Records drawn from a dataset:
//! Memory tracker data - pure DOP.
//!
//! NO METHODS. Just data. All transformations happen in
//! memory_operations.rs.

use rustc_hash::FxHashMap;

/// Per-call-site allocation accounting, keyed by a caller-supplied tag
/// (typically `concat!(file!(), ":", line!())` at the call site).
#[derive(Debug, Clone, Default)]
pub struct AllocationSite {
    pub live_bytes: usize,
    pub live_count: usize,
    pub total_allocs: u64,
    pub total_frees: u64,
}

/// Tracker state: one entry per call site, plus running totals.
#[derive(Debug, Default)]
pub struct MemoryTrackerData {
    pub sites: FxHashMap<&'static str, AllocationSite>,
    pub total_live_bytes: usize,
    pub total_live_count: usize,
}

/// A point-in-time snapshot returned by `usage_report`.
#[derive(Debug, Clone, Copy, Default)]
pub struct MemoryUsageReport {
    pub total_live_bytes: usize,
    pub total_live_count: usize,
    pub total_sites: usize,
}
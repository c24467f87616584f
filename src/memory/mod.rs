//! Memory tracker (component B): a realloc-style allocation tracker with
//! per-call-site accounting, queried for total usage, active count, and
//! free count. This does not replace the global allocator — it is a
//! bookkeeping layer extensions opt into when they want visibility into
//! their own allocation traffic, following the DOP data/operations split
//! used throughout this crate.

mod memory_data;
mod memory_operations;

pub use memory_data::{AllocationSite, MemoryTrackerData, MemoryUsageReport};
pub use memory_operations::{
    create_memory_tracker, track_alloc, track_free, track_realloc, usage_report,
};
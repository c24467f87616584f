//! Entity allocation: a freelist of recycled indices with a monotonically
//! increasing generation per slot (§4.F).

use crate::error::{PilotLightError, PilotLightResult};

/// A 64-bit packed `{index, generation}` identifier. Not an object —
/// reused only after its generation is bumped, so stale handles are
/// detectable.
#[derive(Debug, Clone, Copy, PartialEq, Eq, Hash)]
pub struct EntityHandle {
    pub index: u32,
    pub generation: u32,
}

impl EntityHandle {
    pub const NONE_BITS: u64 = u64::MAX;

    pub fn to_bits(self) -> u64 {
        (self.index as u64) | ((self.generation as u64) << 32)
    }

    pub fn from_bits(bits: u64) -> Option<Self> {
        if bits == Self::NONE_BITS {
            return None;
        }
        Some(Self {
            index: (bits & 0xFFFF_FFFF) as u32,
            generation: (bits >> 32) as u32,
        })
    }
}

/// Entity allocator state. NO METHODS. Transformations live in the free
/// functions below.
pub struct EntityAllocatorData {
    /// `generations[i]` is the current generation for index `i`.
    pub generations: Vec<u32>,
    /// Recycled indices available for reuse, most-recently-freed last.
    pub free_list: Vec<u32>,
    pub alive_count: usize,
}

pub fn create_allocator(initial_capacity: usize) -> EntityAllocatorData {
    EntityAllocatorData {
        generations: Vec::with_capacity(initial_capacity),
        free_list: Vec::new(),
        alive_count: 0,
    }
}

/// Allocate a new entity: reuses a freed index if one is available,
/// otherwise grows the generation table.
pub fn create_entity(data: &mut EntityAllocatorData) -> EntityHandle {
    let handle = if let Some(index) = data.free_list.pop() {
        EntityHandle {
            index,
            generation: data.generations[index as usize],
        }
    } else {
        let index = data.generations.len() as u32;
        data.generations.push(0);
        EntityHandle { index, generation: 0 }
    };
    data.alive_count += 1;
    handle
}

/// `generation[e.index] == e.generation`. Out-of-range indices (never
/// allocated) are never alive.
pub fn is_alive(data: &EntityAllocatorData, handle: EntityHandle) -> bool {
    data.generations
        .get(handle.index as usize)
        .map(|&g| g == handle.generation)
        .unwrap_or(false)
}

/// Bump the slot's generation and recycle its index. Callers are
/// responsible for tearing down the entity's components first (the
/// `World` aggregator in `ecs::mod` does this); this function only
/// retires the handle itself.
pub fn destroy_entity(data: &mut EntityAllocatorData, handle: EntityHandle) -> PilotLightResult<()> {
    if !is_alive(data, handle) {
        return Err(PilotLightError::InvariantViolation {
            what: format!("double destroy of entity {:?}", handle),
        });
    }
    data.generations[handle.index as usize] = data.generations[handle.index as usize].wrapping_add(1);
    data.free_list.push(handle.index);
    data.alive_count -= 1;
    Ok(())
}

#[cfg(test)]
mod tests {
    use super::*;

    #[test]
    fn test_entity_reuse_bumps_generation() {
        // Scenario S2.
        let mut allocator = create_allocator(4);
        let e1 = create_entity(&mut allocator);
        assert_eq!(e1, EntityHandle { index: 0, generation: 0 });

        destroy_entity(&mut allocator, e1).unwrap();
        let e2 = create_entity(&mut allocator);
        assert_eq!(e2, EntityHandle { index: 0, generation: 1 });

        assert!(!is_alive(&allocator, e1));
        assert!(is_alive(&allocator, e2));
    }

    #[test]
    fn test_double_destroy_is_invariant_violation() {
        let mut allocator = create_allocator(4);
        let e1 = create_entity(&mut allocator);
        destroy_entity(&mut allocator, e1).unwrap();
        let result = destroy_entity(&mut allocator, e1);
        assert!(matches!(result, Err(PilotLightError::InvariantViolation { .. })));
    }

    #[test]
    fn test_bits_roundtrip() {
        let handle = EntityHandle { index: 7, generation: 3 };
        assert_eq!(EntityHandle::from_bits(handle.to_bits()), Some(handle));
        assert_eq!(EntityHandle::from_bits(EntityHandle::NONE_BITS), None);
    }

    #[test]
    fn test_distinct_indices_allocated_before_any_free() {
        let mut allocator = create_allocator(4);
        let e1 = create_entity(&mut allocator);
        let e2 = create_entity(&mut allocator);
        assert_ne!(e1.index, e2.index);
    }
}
--
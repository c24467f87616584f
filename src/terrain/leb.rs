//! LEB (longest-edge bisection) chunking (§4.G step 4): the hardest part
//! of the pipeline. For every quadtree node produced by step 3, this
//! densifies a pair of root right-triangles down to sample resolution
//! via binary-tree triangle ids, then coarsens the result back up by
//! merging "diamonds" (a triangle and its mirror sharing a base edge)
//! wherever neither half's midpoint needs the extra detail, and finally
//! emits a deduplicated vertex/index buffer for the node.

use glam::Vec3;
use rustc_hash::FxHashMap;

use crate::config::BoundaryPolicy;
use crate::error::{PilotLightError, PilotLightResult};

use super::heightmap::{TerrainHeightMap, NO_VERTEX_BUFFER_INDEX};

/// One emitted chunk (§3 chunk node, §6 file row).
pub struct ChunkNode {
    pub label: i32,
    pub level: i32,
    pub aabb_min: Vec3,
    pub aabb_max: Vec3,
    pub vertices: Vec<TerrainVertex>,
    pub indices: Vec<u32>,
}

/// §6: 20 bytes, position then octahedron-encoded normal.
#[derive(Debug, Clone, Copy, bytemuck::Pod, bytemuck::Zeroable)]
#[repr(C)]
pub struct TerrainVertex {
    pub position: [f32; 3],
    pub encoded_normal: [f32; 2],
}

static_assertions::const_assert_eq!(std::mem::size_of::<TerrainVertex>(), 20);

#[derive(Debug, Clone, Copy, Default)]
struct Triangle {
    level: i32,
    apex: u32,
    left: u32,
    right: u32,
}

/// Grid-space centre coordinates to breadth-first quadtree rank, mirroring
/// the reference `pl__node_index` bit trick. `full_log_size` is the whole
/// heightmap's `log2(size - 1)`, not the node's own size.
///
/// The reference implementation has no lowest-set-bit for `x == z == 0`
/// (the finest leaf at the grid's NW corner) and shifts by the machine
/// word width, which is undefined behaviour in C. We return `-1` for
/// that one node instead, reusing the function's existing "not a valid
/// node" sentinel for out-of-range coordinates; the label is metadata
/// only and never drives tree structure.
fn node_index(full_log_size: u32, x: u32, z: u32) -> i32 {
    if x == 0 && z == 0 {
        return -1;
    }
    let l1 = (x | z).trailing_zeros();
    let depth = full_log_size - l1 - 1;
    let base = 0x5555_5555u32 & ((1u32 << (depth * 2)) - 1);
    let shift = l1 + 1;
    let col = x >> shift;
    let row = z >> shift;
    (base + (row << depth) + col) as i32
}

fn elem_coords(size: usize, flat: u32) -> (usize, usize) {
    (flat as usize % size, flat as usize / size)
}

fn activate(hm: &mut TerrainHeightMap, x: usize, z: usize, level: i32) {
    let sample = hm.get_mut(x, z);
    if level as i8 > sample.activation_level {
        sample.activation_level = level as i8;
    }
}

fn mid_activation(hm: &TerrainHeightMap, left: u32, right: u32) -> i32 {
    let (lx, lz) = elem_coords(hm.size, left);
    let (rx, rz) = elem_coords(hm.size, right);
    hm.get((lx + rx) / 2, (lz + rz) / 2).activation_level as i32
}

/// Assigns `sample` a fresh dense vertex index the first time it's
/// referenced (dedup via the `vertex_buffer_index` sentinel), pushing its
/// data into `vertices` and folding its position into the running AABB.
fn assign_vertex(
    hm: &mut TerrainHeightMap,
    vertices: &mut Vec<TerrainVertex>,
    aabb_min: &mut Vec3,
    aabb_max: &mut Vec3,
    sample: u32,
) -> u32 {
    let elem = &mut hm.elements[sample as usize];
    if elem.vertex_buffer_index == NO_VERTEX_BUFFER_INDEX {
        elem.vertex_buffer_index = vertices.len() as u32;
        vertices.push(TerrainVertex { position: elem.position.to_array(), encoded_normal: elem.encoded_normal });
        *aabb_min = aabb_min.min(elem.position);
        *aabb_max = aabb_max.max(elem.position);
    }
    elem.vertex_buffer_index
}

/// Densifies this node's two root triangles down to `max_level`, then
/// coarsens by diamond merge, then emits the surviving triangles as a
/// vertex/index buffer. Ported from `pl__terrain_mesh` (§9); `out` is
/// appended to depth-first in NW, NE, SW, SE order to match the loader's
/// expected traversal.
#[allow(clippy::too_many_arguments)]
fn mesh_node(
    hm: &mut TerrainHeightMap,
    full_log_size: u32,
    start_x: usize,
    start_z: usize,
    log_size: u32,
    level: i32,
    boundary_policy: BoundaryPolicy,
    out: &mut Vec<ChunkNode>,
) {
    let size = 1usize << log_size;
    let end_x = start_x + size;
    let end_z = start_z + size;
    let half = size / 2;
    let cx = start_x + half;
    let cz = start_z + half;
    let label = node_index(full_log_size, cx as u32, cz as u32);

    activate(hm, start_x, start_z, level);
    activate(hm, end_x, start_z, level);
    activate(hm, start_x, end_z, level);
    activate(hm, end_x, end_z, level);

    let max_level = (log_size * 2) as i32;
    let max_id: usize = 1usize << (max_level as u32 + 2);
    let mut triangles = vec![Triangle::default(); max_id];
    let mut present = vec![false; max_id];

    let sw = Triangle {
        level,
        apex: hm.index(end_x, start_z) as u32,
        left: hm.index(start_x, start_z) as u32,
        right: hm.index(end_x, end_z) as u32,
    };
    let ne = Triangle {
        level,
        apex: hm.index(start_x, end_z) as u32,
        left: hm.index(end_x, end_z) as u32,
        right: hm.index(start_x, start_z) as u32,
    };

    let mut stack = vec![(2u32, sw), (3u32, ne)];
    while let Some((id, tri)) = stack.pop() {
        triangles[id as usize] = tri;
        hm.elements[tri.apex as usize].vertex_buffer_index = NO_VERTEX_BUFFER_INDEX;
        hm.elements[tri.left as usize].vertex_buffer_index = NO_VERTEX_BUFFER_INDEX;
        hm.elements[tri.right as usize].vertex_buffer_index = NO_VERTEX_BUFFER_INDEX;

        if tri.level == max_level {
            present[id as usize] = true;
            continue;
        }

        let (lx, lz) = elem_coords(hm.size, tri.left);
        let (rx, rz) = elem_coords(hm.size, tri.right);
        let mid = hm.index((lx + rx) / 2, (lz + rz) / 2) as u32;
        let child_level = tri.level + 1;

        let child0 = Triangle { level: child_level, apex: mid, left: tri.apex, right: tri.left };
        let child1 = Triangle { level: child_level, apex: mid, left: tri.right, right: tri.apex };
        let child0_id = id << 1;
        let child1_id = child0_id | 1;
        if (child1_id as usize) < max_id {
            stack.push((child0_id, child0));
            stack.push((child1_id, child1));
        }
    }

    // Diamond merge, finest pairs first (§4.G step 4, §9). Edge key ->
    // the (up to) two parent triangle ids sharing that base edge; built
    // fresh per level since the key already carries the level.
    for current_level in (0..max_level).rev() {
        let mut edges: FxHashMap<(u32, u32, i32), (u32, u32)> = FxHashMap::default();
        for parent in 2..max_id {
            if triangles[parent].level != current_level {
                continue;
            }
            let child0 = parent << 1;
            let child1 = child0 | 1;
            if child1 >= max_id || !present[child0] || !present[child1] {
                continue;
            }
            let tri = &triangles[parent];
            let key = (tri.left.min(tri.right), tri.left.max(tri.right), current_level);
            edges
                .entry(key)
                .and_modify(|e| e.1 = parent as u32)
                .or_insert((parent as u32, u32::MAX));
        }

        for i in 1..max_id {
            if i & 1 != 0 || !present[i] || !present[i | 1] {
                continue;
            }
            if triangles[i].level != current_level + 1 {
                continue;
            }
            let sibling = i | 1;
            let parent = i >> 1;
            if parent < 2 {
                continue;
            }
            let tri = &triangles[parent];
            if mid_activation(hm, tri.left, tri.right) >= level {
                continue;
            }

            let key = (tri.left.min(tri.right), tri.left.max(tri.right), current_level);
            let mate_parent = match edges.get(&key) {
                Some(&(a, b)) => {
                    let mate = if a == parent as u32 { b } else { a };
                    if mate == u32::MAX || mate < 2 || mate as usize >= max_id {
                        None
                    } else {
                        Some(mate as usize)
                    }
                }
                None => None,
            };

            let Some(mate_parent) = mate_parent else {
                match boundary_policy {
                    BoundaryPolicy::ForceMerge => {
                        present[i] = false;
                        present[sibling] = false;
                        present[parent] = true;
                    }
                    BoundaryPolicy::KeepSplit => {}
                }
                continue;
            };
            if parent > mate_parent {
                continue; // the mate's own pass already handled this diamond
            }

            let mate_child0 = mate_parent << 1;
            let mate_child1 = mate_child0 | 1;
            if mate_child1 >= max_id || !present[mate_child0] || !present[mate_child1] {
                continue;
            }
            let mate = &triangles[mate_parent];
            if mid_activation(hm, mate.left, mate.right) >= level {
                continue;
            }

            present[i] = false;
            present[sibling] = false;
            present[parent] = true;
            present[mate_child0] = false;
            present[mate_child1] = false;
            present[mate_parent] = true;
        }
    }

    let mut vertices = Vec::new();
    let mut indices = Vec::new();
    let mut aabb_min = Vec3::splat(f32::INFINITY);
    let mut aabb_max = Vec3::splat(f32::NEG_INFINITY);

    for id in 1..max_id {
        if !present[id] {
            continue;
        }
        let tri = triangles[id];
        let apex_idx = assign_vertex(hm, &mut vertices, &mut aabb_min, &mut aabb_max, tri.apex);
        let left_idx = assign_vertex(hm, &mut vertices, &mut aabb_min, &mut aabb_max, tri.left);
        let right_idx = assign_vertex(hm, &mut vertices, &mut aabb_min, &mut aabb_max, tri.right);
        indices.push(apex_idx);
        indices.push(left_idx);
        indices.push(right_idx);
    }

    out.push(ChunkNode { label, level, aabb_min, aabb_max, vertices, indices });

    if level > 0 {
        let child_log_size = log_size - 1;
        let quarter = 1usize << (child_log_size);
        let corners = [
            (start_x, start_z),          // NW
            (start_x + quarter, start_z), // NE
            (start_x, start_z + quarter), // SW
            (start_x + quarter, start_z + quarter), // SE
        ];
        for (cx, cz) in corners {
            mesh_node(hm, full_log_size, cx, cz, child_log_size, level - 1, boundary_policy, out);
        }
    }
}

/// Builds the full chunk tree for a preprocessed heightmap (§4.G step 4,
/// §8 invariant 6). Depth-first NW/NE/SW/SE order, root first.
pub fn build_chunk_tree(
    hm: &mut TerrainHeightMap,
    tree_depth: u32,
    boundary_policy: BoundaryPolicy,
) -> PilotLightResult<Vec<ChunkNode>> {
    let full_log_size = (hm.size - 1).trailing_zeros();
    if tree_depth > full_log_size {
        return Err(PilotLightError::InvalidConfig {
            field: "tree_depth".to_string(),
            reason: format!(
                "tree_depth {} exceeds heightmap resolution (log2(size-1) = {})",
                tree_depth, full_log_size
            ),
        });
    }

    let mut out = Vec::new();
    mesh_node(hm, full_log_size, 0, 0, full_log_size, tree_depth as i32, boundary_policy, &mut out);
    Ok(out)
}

Instructions to follow: What you return must be the lines above that run from the line with "vertex/index buffer. Ported" to the line with "let end_x = start_x + size;", inclusive, each copied exactly.

Result of the task:
/// vertex/index buffer. Ported from `pl__terrain_mesh` (§9); `out` is
/// appended to depth-first in NW, NE, SW, SE order to match the loader's
/// expected traversal.
#[allow(clippy::too_many_arguments)]
fn mesh_node(
    hm: &mut TerrainHeightMap,
    full_log_size: u32,
    start_x: usize,
    start_z: usize,
    log_size: u32,
    level: i32,
    boundary_policy: BoundaryPolicy,
    out: &mut Vec<ChunkNode>,
) {
    let size = 1usize << log_size;
    let end_x = start_x + size;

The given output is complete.